### Work instructions
Once the line containing "let acy = i128::from(c.y)" has been printed, stop; print every line before it exactly, starting at the top of the material below.
------------------------------------------------
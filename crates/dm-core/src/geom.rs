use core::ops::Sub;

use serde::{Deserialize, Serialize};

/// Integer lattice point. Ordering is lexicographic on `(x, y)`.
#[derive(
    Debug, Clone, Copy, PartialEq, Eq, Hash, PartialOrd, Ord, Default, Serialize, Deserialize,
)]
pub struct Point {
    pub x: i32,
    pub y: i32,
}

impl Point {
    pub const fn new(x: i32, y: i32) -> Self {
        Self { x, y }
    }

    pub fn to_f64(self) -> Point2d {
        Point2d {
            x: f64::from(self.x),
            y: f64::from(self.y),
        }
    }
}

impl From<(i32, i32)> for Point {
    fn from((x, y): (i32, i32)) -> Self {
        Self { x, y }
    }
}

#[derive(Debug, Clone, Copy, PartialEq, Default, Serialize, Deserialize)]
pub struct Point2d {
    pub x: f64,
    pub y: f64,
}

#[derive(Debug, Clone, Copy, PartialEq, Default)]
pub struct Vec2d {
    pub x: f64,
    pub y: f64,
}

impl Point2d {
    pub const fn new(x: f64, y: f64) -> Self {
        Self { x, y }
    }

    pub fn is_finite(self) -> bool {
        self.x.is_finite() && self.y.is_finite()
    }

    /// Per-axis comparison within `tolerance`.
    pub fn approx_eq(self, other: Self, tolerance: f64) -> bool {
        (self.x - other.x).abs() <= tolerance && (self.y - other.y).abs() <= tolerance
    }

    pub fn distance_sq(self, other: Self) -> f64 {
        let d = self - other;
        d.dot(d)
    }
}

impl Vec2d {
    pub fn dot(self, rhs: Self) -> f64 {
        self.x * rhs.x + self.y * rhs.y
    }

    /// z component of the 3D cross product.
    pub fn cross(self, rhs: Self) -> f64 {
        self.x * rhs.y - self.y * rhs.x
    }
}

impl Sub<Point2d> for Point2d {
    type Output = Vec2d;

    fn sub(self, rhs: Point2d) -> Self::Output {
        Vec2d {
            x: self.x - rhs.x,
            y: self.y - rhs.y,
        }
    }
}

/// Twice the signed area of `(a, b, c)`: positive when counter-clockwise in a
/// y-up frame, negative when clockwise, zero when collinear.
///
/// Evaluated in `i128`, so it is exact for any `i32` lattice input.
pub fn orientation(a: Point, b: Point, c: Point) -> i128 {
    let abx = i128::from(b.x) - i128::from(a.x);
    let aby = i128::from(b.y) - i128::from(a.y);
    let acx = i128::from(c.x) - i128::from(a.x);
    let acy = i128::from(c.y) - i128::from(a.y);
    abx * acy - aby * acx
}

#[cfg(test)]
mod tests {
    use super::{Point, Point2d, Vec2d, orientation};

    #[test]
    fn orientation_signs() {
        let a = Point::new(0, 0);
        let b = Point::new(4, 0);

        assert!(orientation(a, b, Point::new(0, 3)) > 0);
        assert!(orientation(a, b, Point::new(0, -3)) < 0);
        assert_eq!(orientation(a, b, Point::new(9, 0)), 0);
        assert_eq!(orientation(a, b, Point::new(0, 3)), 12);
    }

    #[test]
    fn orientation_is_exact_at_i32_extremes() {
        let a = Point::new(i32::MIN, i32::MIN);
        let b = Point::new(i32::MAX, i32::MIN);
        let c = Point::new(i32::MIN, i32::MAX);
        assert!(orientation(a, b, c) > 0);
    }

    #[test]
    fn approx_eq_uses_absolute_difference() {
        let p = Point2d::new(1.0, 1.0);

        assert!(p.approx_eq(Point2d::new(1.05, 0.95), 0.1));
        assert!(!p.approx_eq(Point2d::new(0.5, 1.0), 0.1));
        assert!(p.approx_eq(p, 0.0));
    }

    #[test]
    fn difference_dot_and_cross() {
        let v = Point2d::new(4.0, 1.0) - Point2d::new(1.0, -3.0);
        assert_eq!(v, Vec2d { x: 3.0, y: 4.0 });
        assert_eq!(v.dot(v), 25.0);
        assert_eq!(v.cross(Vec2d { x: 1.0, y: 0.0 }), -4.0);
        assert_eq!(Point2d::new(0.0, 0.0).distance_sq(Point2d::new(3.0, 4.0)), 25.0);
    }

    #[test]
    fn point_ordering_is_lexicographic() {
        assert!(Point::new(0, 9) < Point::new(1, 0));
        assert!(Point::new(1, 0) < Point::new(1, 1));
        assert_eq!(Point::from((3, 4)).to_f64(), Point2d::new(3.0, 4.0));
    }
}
------------------------------------------------
### Written solution
filename crates/dm-core/src/geom.rs
use core::ops::Sub;

use serde::{Deserialize, Serialize};

/// Integer lattice point. Ordering is lexicographic on `(x, y)`.
#[derive(
    Debug, Clone, Copy, PartialEq, Eq, Hash, PartialOrd, Ord, Default, Serialize, Deserialize,
)]
pub struct Point {
    pub x: i32,
    pub y: i32,
}

impl Point {
    pub const fn new(x: i32, y: i32) -> Self {
        Self { x, y }
    }

    pub fn to_f64(self) -> Point2d {
        Point2d {
            x: f64::from(self.x),
            y: f64::from(self.y),
        }
    }
}

impl From<(i32, i32)> for Point {
    fn from((x, y): (i32, i32)) -> Self {
        Self { x, y }
    }
}

#[derive(Debug, Clone, Copy, PartialEq, Default, Serialize, Deserialize)]
pub struct Point2d {
    pub x: f64,
    pub y: f64,
}

#[derive(Debug, Clone, Copy, PartialEq, Default)]
pub struct Vec2d {
    pub x: f64,
    pub y: f64,
}

impl Point2d {
    pub const fn new(x: f64, y: f64) -> Self {
        Self { x, y }
    }

    pub fn is_finite(self) -> bool {
        self.x.is_finite() && self.y.is_finite()
    }

    /// Per-axis comparison within `tolerance`.
    pub fn approx_eq(self, other: Self, tolerance: f64) -> bool {
        (self.x - other.x).abs() <= tolerance && (self.y - other.y).abs() <= tolerance
    }

    pub fn distance_sq(self, other: Self) -> f64 {
        let d = self - other;
        d.dot(d)
    }
}

impl Vec2d {
    pub fn dot(self, rhs: Self) -> f64 {
        self.x * rhs.x + self.y * rhs.y
    }

    /// z component of the 3D cross product.
    pub fn cross(self, rhs: Self) -> f64 {
        self.x * rhs.y - self.y * rhs.x
    }
}

impl Sub<Point2d> for Point2d {
    type Output = Vec2d;

    fn sub(self, rhs: Point2d) -> Self::Output {
        Vec2d {
            x: self.x - rhs.x,
            y: self.y - rhs.y,
        }
    }
}

/// Twice the signed area of `(a, b, c)`: positive when counter-clockwise in a
/// y-up frame, negative when clockwise, zero when collinear.
///
/// Evaluated in `i128`, so it is exact for any `i32` lattice input.
pub fn orientation(a: Point, b: Point, c: Point) -> i128 {
    let abx = i128::from(b.x) - i128::from(a.x);
    let aby = i128::from(b.y) - i128::from(a.y);
    let acx = i128::from(c.x) - i128::from(a.x);
    let acy = i128::from(c.y) - i128::from(a.y);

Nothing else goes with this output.